- WORK ORDER -
Send back every record word for word, with nothing missing.
*** THE DATA Section Begins ***
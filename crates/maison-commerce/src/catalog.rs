//! Catalog types: products, listing queries and paged results.

use crate::ids::ProductId;
use crate::money::Money;
use serde::{Deserialize, Serialize};

/// A product image.
#[derive(Debug, Clone, PartialEq, Serialize, Deserialize)]
#[serde(rename_all = "camelCase")]
pub struct ProductImage {
    pub url: String,
    #[serde(default)]
    pub alt: Option<String>,
}

/// A product as listed in the storefront.
#[derive(Debug, Clone, PartialEq, Serialize, Deserialize)]
#[serde(rename_all = "camelCase")]
pub struct Product {
    pub id: ProductId,
    /// URL slug, unique per product.
    pub handle: String,
    pub title: String,
    #[serde(default)]
    pub description: String,
    #[serde(default)]
    pub images: Vec<ProductImage>,
    pub price: Money,
    /// Original price, shown struck through when higher than `price`.
    #[serde(default)]
    pub compare_at_price: Option<Money>,
    #[serde(default)]
    pub sizes: Vec<String>,
    #[serde(default)]
    pub colors: Vec<String>,
    #[serde(default)]
    pub tags: Vec<String>,
    #[serde(default)]
    pub collection: Option<String>,
    #[serde(default = "default_available")]
    pub available: bool,
    #[serde(default)]
    pub average_rating: Option<f32>,
}

fn default_available() -> bool {
    true
}

impl Product {
    /// First image, used on cards and in the cart.
    pub fn featured_image(&self) -> Option<&ProductImage> {
        self.images.first()
    }

    /// Second image, shown on hover.
    pub fn hover_image(&self) -> Option<&ProductImage> {
        self.images.get(1)
    }

    /// Whether the product is discounted.
    pub fn is_on_sale(&self) -> bool {
        self.discount_percent().is_some()
    }

    pub fn discount_percent(&self) -> Option<u8> {
        self.compare_at_price
            .as_ref()
            .and_then(|compare| self.price.percent_off(compare))
    }

    /// Whether `size` is one of the offered sizes. Products without sizes
    /// accept no size.
    pub fn offers_size(&self, size: Option<&str>) -> bool {
        match size {
            None => self.sizes.is_empty(),
            Some(s) => self.sizes.iter().any(|offered| offered == s),
        }
    }

    pub fn offers_color(&self, color: Option<&str>) -> bool {
        match color {
            None => self.colors.is_empty(),
            Some(c) => self.colors.iter().any(|offered| offered.eq_ignore_ascii_case(c)),
        }
    }

    pub fn url(&self) -> String {
        format!("/products/{}", self.handle)
    }
}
*** THE DATA Section Ends ***
- RESPONSE TO THIS TASK -
filename crates/maison-commerce/src/catalog.rs
//! Catalog types: products, listing queries and paged results.

use crate::ids::ProductId;
use crate::money::Money;
use serde::{Deserialize, Serialize};

/// A product image.
#[derive(Debug, Clone, PartialEq, Serialize, Deserialize)]
#[serde(rename_all = "camelCase")]
pub struct ProductImage {
    pub url: String,
    #[serde(default)]
    pub alt: Option<String>,
}

/// A product as listed in the storefront.
#[derive(Debug, Clone, PartialEq, Serialize, Deserialize)]
#[serde(rename_all = "camelCase")]
pub struct Product {
    pub id: ProductId,
    /// URL slug, unique per product.
    pub handle: String,
    pub title: String,
    #[serde(default)]
    pub description: String,
    #[serde(default)]
    pub images: Vec<ProductImage>,
    pub price: Money,
    /// Original price, shown struck through when higher than `price`.
    #[serde(default)]
    pub compare_at_price: Option<Money>,
    #[serde(default)]
    pub sizes: Vec<String>,
    #[serde(default)]
    pub colors: Vec<String>,
    #[serde(default)]
    pub tags: Vec<String>,
    #[serde(default)]
    pub collection: Option<String>,
    #[serde(default = "default_available")]
    pub available: bool,
    #[serde(default)]
    pub average_rating: Option<f32>,
}

fn default_available() -> bool {
    true
}

impl Product {
    /// First image, used on cards and in the cart.
    pub fn featured_image(&self) -> Option<&ProductImage> {
        self.images.first()
    }

    /// Second image, shown on hover.
    pub fn hover_image(&self) -> Option<&ProductImage> {
        self.images.get(1)
    }

    /// Whether the product is discounted.
    pub fn is_on_sale(&self) -> bool {
        self.discount_percent().is_some()
    }

    pub fn discount_percent(&self) -> Option<u8> {
        self.compare_at_price
            .as_ref()
            .and_then(|compare| self.price.percent_off(compare))
    }

    /// Whether `size` is one of the offered sizes. Products without sizes
    /// accept no size.
    pub fn offers_size(&self, size: Option<&str>) -> bool {
        match size {
            None => self.sizes.is_empty(),
            Some(s) => self.sizes.iter().any(|offered| offered == s),
        }
    }

    pub fn offers_color(&self, color: Option<&str>) -> bool {
        match color {
            None => self.colors.is_empty(),
            Some(c) => self.colors.iter().any(|offered| offered.eq_ignore_ascii_case(c)),
        }
    }

    pub fn url(&self) -> String {
        format!("/products/{}", self.handle)
    }
}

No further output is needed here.